OK, I haven't done anything yet because I haven't been able to get online lately. The warranty on my system is gone so I'm not really worried about that.

Where do you reccomend me getting a new part? Should I just call dell and see if I can order a new part from them or should I just try eBay and stuff like that?

The graphics card I have now is a GeForce GO 7900.


----------



## DellCA

gerrtt06 said:


> OK, I haven't done anything yet because I haven't been able to get online lately. The warranty on my system is gone so I'm not really worried about that.
> 
> Where do you reccomend me getting a new part? Should I just call dell and see if I can order a new part from them or should I just try eBay and stuff like that?
> 
> The graphics card I have now is a GeForce GO 7900.


The official answer is, of course, that you should purchase the card through Dell to ensure it works properly with the system. Unofficially, as long as you make sure it is the correct card it should work properly no matter where you end up getting it.

If you order from Dell you will have a 90 day warranty on the card itself (or 45 if you purchase a refurbished one) from Dell, however, the versions I listed in my previous post will be the only options that we will sell you for that system. The limitation is both good and bad, as on the one hand you are sure to get a card tested for your system, but on the other hand you are limited to only a minor upgrade from the card you have now (assuming the 7950 is an option, and I'm not positive of that).
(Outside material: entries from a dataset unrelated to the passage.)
//! Image generation providers.

mod openai;

pub use openai::{
    InputFidelity, OpenAiEditProvider, OpenAiEditProviderBuilder, API_KEY_ENV, BASE_URL_ENV,
    CARICATURE_PROMPT, DEFAULT_BASE_URL, DEFAULT_MODEL, DEFAULT_TIMEOUT,
};
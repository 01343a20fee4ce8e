//! Tests for tileset and tilemap image layout

#[cfg(test)]
mod tests {
    use ndarray::Array2;
    use tileforge::format::{TileTessera, Tilemap};
    use tileforge::io::configuration::BACKGROUND_COLOR;
    use tileforge::tiles::raster::{
        render_tilemap, render_tilemap_banks, render_tileset, tileset_dimensions,
    };
    use tileforge::tiles::tile::{Color, Flip, Tile, TileGrid};

    const RED: Color = [255, 0, 0];
    const BLUE: Color = [0, 0, 255];
    const BLACK: Color = [0, 0, 0];

    fn gradient() -> Tile {
        Tile::from_fn(|x, y| [x as u8 * 10, y as u8 * 10, 0])
    }

    fn red_blue_grid() -> TileGrid {
        TileGrid::from_tiles(vec![Tile::filled(RED), Tile::filled(BLUE)], 2).unwrap()
    }

    // Tests tileset image size for partial and full rows
    // Verified by always using 16 columns
    #[test]
    fn test_tileset_dimensions() {
        assert_eq!(tileset_dimensions(0), (0, 0));
        assert_eq!(tileset_dimensions(3), (24, 8));
        assert_eq!(tileset_dimensions(16), (128, 8));
        assert_eq!(tileset_dimensions(17), (128, 16));
    }

    // Tests that entries are drawn in tileset order, not source order
    // Verified by drawing tiles by source index
    #[test]
    fn test_render_tileset_order() {
        let img = render_tileset(&red_blue_grid(), &[1, 0]);

        assert_eq!((img.width(), img.height()), (16, 8));
        assert_eq!(img.get_pixel(0, 0).0, BLUE);
        assert_eq!(img.get_pixel(15, 7).0, RED);
    }

    // Tests wrapping to a second row and blank padding after the last entry
    // Verified by changing the row width
    #[test]
    fn test_render_tileset_wraps() {
        let grid = TileGrid::from_pixels(&Array2::from_elem((8, 8), BLACK)).unwrap();
        let img = render_tileset(&grid, &[0; 17]);

        assert_eq!((img.width(), img.height()), (128, 16));
        assert_eq!(img.get_pixel(120, 0).0, BLACK);
        assert_eq!(img.get_pixel(0, 8).0, BLACK);
        assert_eq!(img.get_pixel(8, 8).0, BACKGROUND_COLOR);
    }

    // Tests flipped drawing, start id offset and missing ids
    // Verified by ignoring cell flips during rendering
    #[test]
    fn test_render_tilemap() {
        let tile = gradient();
        let cells = vec![
            TileTessera::new(5).with_flip(Flip::X),
            TileTessera::new(5),
            TileTessera::new(3),
            TileTessera::new(6),
        ];
        let tilemap = Tilemap::new(cells, 2).unwrap();

        let img = render_tilemap(&tilemap, &[tile.clone()], 5);

        assert_eq!((img.width(), img.height()), (16, 16));
        assert_eq!(Some(img.get_pixel(0, 0).0), tile.pixel(7, 0));
        assert_eq!(Some(img.get_pixel(8, 0).0), tile.pixel(0, 0));
        assert_eq!(Some(img.get_pixel(15, 7).0), tile.pixel(7, 7));
        assert_eq!(img.get_pixel(0, 8).0, BACKGROUND_COLOR);
        assert_eq!(img.get_pixel(8, 8).0, BACKGROUND_COLOR);
    }

    // Tests that ids resolve across banks and later banks win on overlap
    // Verified by searching the banks front to back
    #[test]
    fn test_render_tilemap_banks() {
        let cells = vec![TileTessera::new(0), TileTessera::new(1), TileTessera::new(9)];
        let tilemap = Tilemap::new(cells, 3).unwrap();
        let low = [Tile::filled(RED), Tile::filled(BLUE)];
        let high = [Tile::filled([0, 255, 0])];

        let img = render_tilemap_banks(&tilemap, &[(0, &low[..]), (1, &high[..])]);

        assert_eq!(img.get_pixel(0, 0).0, RED);
        assert_eq!(img.get_pixel(8, 0).0, [0, 255, 0]);
        assert_eq!(img.get_pixel(16, 0).0, BACKGROUND_COLOR);
    }
}
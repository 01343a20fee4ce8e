//! Tile identity under the flips a format allows

use crate::format::TilemapFormat;
use crate::tiles::tile::{Flip, Tile};

/// Transforms `format` lets two tiles share a tileset entry under
///
/// Always starts with the identity; flip-capable formats add x, y, then both.
pub fn candidate_flips(format: TilemapFormat) -> &'static [Flip] {
    if format.supports_flips() {
        &Flip::ORDER
    } else {
        &[Flip::NONE]
    }
}

/// Find how `tile` can be drawn using `reference`
///
/// Returns the first flip, in identity / x / y / both order, for which drawing
/// `reference` with that flip reproduces `tile`. The order decides which flags
/// a symmetric tile is recorded with.
pub fn are_identical(tile: &Tile, reference: &Tile, format: TilemapFormat) -> Option<Flip> {
    candidate_flips(format)
        .iter()
        .copied()
        .find(|&flip| tile.matches_flipped(reference, flip))
}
In the long run, the decision of what card to get and where to get it is entirely up to you.

Larry
Dell Customer Advocate


----------



## joshK

Hi I was just wondering, could it be that your bios is out of date? Is it a 100 % chance that your Video card is mal functioning? Or that it is a problem with software?
See the thing is that I have the same problem and don’t know what to do and I have heard something about renewing the Bios would fix this problem. I have a Dell XPS M1710. And I get the same message as you do. To make the Matter more freaky I recently installed STALKER and I get the same thing with the same message. So by reading your options I could find answers to my problems which is the same as yours.


----------



## gerrtt06

I tried that last night and after re-installing the graphics card it still did not work. I'm pretty sure it's just the graphics card.

One question I do have though, relating to how the graphics card might get corrupted in the first place, is as follows.

My roommate recently had his sound card corrupted and he lost his sound card. We are on the same network, and shortly after he had his problem my problem started. Is it safe to assume that whatever caused his problem could have gone through our network and caused mine as well?


----------



## DellCA

While it is possible, from the problems you are describing I think it is unlikely. If it was something to do with being on that network the cause would most likely be some kind of power surge (which I have seen happen over network connections before). However, the network card on at least one effected system would be more likely the fail than any other component since that is the first part of the computer the surge would "see". Is anyone else on the network having computer problems? If not then the most likely answer is an unhappy coincidence of failure.

Larry
Dell Customer Advocate


----------



## joshK

Hi I own a Dell XPS M1710 for a year and a half now, but I’ve been having problems with it since the very beginning. I ran the dell diagnostics tool and only the Video card memory test did not pass. It says:
Error code : 5300: 0119 
Msg : detected a failiure while writing and reading video memory, video mode Dh(320×200×16), addresses A6024h expected to read FFFFFFFFh but read FFFFFFFDh instead.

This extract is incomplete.